Kadour Ziani : Du quartier au Madison Square Garden

Kadour Ziani : Du quartier au Madison Square Garden

20 après les débuts de la Slam Nation, la légende du dunk Kadour Ziani est toujours au service du basket et d’une discipline qu’il a élevée au rang d’art.

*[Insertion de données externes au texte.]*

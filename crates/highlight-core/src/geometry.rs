//! Rectangles and page-space conversion
//!
//! Word boxes and highlight rectangles live in a top-left page space: x grows
//! to the right, y grows downwards, and the origin is the top-left corner of
//! the page's MediaBox. PDF user space (y up) is only used when reading
//! content streams and when writing annotation dictionaries.

use lopdf::{Document, Object, ObjectId};
use serde::{Deserialize, Serialize};

/// Axis-aligned rectangle given by two corners, `x0 <= x1` and `y0 <= y1`.
#[derive(Debug, Clone, Copy, PartialEq, Serialize, Deserialize)]
pub struct Rect {
    pub x0: f64,
    pub y0: f64,
    pub x1: f64,
    pub y1: f64,
}

impl Rect {
    pub fn new(x0: f64, y0: f64, x1: f64, y1: f64) -> Self {
        Self {
            x0: x0.min(x1),
            y0: y0.min(y1),
            x1: x0.max(x1),
            y1: y0.max(y1),
        }
    }

    /// Bounding box of a set of points.
    pub fn from_points(points: &[(f64, f64)]) -> Option<Self> {
        let (&(fx, fy), rest) = points.split_first()?;
        let mut r = Rect {
            x0: fx,
            y0: fy,
            x1: fx,
            y1: fy,
        };
        for &(x, y) in rest {
            r.x0 = r.x0.min(x);
            r.y0 = r.y0.min(y);
            r.x1 = r.x1.max(x);
            r.y1 = r.y1.max(y);
        }
        Some(r)
    }

    pub fn width(&self) -> f64 {
        self.x1 - self.x0
    }

    pub fn height(&self) -> f64 {
        self.y1 - self.y0
    }

    /// Smallest rectangle containing both `self` and `other`.
    pub fn union(&self, other: &Rect) -> Rect {
        Rect {
            x0: self.x0.min(other.x0),
            y0: self.y0.min(other.y0),
            x1: self.x1.max(other.x1),
            y1: self.y1.max(other.y1),
        }
    }

    /// Running envelope over all boxes; `None` for an empty input.
    ///
    /// A single box yields itself.
    pub fn union_all<'a, I>(boxes: I) -> Option<Rect>
    where
        I: IntoIterator<Item = &'a Rect>,
    {
        let mut iter = boxes.into_iter();
        let first = *iter.next()?;
        Some(iter.fold(first, |acc, r| acc.union(r)))
    }

    pub fn intersects(&self, other: &Rect) -> bool {
        self.x0 < other.x1 && other.x0 < self.x1 && self.y0 < other.y1 && other.y0 < self.y1
    }
}

/// The visible page area (MediaBox) in PDF user space.
#[derive(Debug, Clone, Copy, PartialEq)]
pub struct PageBox {
    pub llx: f64,
    pub lly: f64,
    pub urx: f64,
    pub ury: f64,
}

impl Default for PageBox {
    /// US Letter
    fn default() -> Self {
        Self {
            llx: 0.0,
            lly: 0.0,
            urx: 612.0,
            ury: 792.0,
        }
    }
}

impl PageBox {
    /// Read the MediaBox of a page, following `/Parent` inheritance.
    pub fn of_page(doc: &Document, page_id: ObjectId) -> Self {
        let Some(obj) = inherited_page_attr(doc, page_id, b"MediaBox") else {
            return Self::default();
        };
        let Ok(arr) = obj.as_array() else {
            return Self::default();
        };
        let nums: Vec<f64> = arr.iter().filter_map(|o| number(resolve(doc, o))).collect();
        if nums.len() < 4 {
            return Self::default();
        }
        Self {
            llx: nums[0].min(nums[2]),
            lly: nums[1].min(nums[3]),
            urx: nums[0].max(nums[2]),
            ury: nums[1].max(nums[3]),
        }
    }

    pub fn width(&self) -> f64 {
        self.urx - self.llx
    }

    pub fn height(&self) -> f64 {
        self.ury - self.lly
    }

    /// User-space rectangle (y up) to top-left page space (y down).
    pub fn to_top_left(&self, user: &Rect) -> Rect {
        Rect::new(
            user.x0 - self.llx,
            self.ury - user.y1,
            user.x1 - self.llx,
            self.ury - user.y0,
        )
    }

    /// Top-left page-space rectangle back to user space.
    pub fn to_user_space(&self, rect: &Rect) -> Rect {
        Rect::new(
            rect.x0 + self.llx,
            self.ury - rect.y1,
            rect.x1 + self.llx,
            self.ury - rect.y0,
        )
    }
}

/// Numeric value of an Integer or Real object.
pub(crate) fn number(obj: &Object) -> Option<f64> {
    match obj {
        Object::Integer(i) => Some(*i as f64),
        Object::Real(r) => Some(f64::from(*r)),
        _ => None,
    }
}

/// Follow a single indirect reference, leaving direct objects untouched.
pub(crate) fn resolve<'a>(doc: &'a Document, obj: &'a Object) -> &'a Object {
    match obj {
        Object::Reference(id) => doc.get_object(*id).unwrap_or(obj),
        _ => obj,
    }
}

/// Look up a page attribute, walking up the page tree for inheritable keys.
pub(crate) fn inherited_page_attr<'a>(
    doc: &'a Document,
    page_id: ObjectId,
    key: &[u8],
) -> Option<&'a Object> {
    let mut current = Some(page_id);
    // Guard against malformed trees with Parent cycles
    for _ in 0..64 {
        let id = current?;
        let dict = doc.get_dictionary(id).ok()?;
        if let Ok(value) = dict.get(key) {
            return Some(resolve(doc, value));
        }
        current = dict.get(b"Parent").and_then(Object::as_reference).ok();
    }
    None
}

#[cfg(test)]
mod tests {
    use super::*;

    #[test]
    fn test_union_of_disjoint_unit_boxes() {
        let a = Rect::new(0.0, 0.0, 1.0, 1.0);
        let b = Rect::new(5.0, 5.0, 6.0, 6.0);
        assert_eq!(a.union(&b), Rect::new(0.0, 0.0, 6.0, 6.0));
    }

    #[test]
    fn test_union_all_single_box_is_itself() {
        let a = Rect::new(3.0, 4.0, 10.0, 12.0);
        assert_eq!(Rect::union_all([a].iter()), Some(a));
    }

    #[test]
    fn test_union_all_empty_is_none() {
        assert_eq!(Rect::union_all(std::iter::empty()), None);
    }

    #[test]
    fn test_union_all_permutations_agree() {
        let boxes = [
            Rect::new(10.0, 2.0, 12.0, 4.0),
            Rect::new(-1.0, 8.0, 0.5, 9.0),
            Rect::new(3.0, -3.0, 4.0, 1.0),
        ];
        let expected = Rect::new(-1.0, -3.0, 12.0, 9.0);
        let orders = [
            [0, 1, 2],
            [0, 2, 1],
            [1, 0, 2],
            [1, 2, 0],
            [2, 0, 1],
            [2, 1, 0],
        ];
        for order in orders {
            let permuted: Vec<Rect> = order.iter().map(|&i| boxes[i]).collect();
            assert_eq!(Rect::union_all(permuted.iter()), Some(expected));
        }
    }

    #[test]
    fn test_new_normalizes_corners() {
        let r = Rect::new(5.0, 9.0, 1.0, 2.0);
        assert_eq!((r.x0, r.y0, r.x1, r.y1), (1.0, 2.0, 5.0, 9.0));
    }

    #[test]
    fn test_page_box_round_trip() {
        let page = PageBox {
            llx: 10.0,
            lly: 20.0,
            urx: 622.0,
            ury: 812.0,
        };
        let user = Rect::new(72.0, 700.0, 222.0, 712.0);
        let top_left = page.to_top_left(&user);
        assert_eq!(top_left, Rect::new(62.0, 100.0, 212.0, 112.0));
        assert_eq!(page.to_user_space(&top_left), user);
    }
}
//! Highlighting configuration
//!
//! Loaded from TOML, optionally overridden from the environment:
//!
//! ```toml
//! threshold = 90.0
//! buffer = 10
//! timeout_ms = 30000
//!
//! [style]
//! color = [1.0, 1.0, 0.0]
//! opacity = 1.0
//! ```

use crate::error::{HighlightError, Result};
use serde::{Deserialize, Serialize};
use std::fs;
use std::path::Path;
use std::time::Duration;

/// Engine settings shared by every evidence item in a session.
#[derive(Debug, Clone, PartialEq, Serialize, Deserialize)]
pub struct HighlightConfig {
    /// Minimum fuzzy score (0-100) for a window to count as a match
    #[serde(default = "default_threshold")]
    pub threshold: f64,
    /// Extra words considered beyond the evidence word count
    #[serde(default = "default_buffer")]
    pub buffer: usize,
    /// Upper bound on locate-and-annotate time per evidence item
    #[serde(default = "default_timeout_ms")]
    pub timeout_ms: u64,
    #[serde(default)]
    pub style: HighlightStyle,
}

fn default_threshold() -> f64 {
    90.0
}

fn default_buffer() -> usize {
    10
}

fn default_timeout_ms() -> u64 {
    30_000
}

impl Default for HighlightConfig {
    fn default() -> Self {
        Self {
            threshold: default_threshold(),
            buffer: default_buffer(),
            timeout_ms: default_timeout_ms(),
            style: HighlightStyle::default(),
        }
    }
}

/// Appearance of written highlight annotations.
#[derive(Debug, Clone, PartialEq, Serialize, Deserialize)]
pub struct HighlightStyle {
    /// RGB, each component 0-1
    #[serde(default = "default_color")]
    pub color: [f32; 3],
    #[serde(default = "default_opacity")]
    pub opacity: f32,
}

fn default_color() -> [f32; 3] {
    [1.0, 1.0, 0.0]
}

fn default_opacity() -> f32 {
    1.0
}

impl Default for HighlightStyle {
    fn default() -> Self {
        Self {
            color: default_color(),
            opacity: default_opacity(),
        }
    }
}

impl HighlightConfig {
    /// Load and validate configuration from a TOML file.
    pub fn from_file<P: AsRef<Path>>(path: P) -> Result<Self> {
        let path = path.as_ref();
        let content = fs::read_to_string(path).map_err(|e| {
            HighlightError::InvalidConfig(format!("Failed to read {}: {}", path.display(), e))
        })?;
        Self::from_toml(&content)
    }

    /// Parse and validate configuration from a TOML string.
    pub fn from_toml(s: &str) -> Result<Self> {
        let config: Self = toml::from_str(s)
            .map_err(|e| HighlightError::InvalidConfig(format!("Malformed TOML: {}", e)))?;
        config.validate()?;
        Ok(config)
    }

    /// Apply overrides from environment variables
    ///
    /// Recognized variables:
    /// - EVIDENCE_THRESHOLD: minimum fuzzy score
    /// - EVIDENCE_BUFFER: extra window words
    /// - EVIDENCE_TIMEOUT_MS: per-item timeout
    pub fn with_env_overrides(self) -> Result<Self> {
        self.with_overrides(|key| std::env::var(key).ok())
    }

    fn with_overrides<F>(mut self, lookup: F) -> Result<Self>
    where
        F: Fn(&str) -> Option<String>,
    {
        if let Some(v) = lookup("EVIDENCE_THRESHOLD") {
            self.threshold = parse_var("EVIDENCE_THRESHOLD", &v)?;
        }
        if let Some(v) = lookup("EVIDENCE_BUFFER") {
            self.buffer = parse_var("EVIDENCE_BUFFER", &v)?;
        }
        if let Some(v) = lookup("EVIDENCE_TIMEOUT_MS") {
            self.timeout_ms = parse_var("EVIDENCE_TIMEOUT_MS", &v)?;
        }
        self.validate()?;
        Ok(self)
    }

    pub fn validate(&self) -> Result<()> {
        if !(0.0..=100.0).contains(&self.threshold) {
            return Err(HighlightError::InvalidConfig(format!(
                "threshold must be within 0..=100, got {}",
                self.threshold
            )));
        }
        if !(0.0..=1.0).contains(&self.style.opacity) {
            return Err(HighlightError::InvalidConfig(format!(
                "opacity must be within 0..=1, got {}",
                self.style.opacity
            )));
        }
        if self.style.color.iter().any(|c| !(0.0..=1.0).contains(c)) {
            return Err(HighlightError::InvalidConfig(
                "color components must be within 0..=1".into(),
            ));
        }
        if self.timeout_ms == 0 {
            return Err(HighlightError::InvalidConfig(
                "timeout_ms must be positive".into(),
            ));
        }
        Ok(())
    }

    pub fn timeout(&self) -> Duration {
        Duration::from_millis(self.timeout_ms)
    }
}

fn parse_var<T: std::str::FromStr>(key: &str, value: &str) -> Result<T> {
    value
        .trim()
        .parse()
        .map_err(|_| HighlightError::InvalidConfig(format!("{} has invalid value {:?}", key, value)))
}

REVERSE : A la fin de cette tournée, il y a Manille… KADOUR ZIANI : C’est mon meilleur show. C'était un peu spécial parce que tu vois (il marque un temps, encore touché), il y avait la pauvreté. Avant de partir à la salle, on a vu la misère. Je me suis reconnu à travers eux, ça m'a donné une double motivation, j'étais en super forme. J'ai mis que des dunks de ouf, j'avais l'impression que je flottais, que je volais. Jérémy et les autres dunkeurs, ils ont vite compris que ce jour-là j'étais comme dans un état de grâce. C'était un truc global : le moment, l'endroit, les causalités, la pauvreté autour de moi, les blessures que j'avais réussi à surmonter, dont je m'étais libéré. La plénitude. En trois jours, je m'étais blessé cinq fois. Abdoul me disait de me calmer, que c'était pas la NBA. Non, non, les jeunes ont la dalle ici, c'était plus que la NBA pour moi.
Quand tu débarques au Madison Square Garden, t'es choqué. Tu vois Spike Lee, Lennox Lewis, plein de stars au bord du terrain, tu leur parles avant de t'élancer, c'est énorme !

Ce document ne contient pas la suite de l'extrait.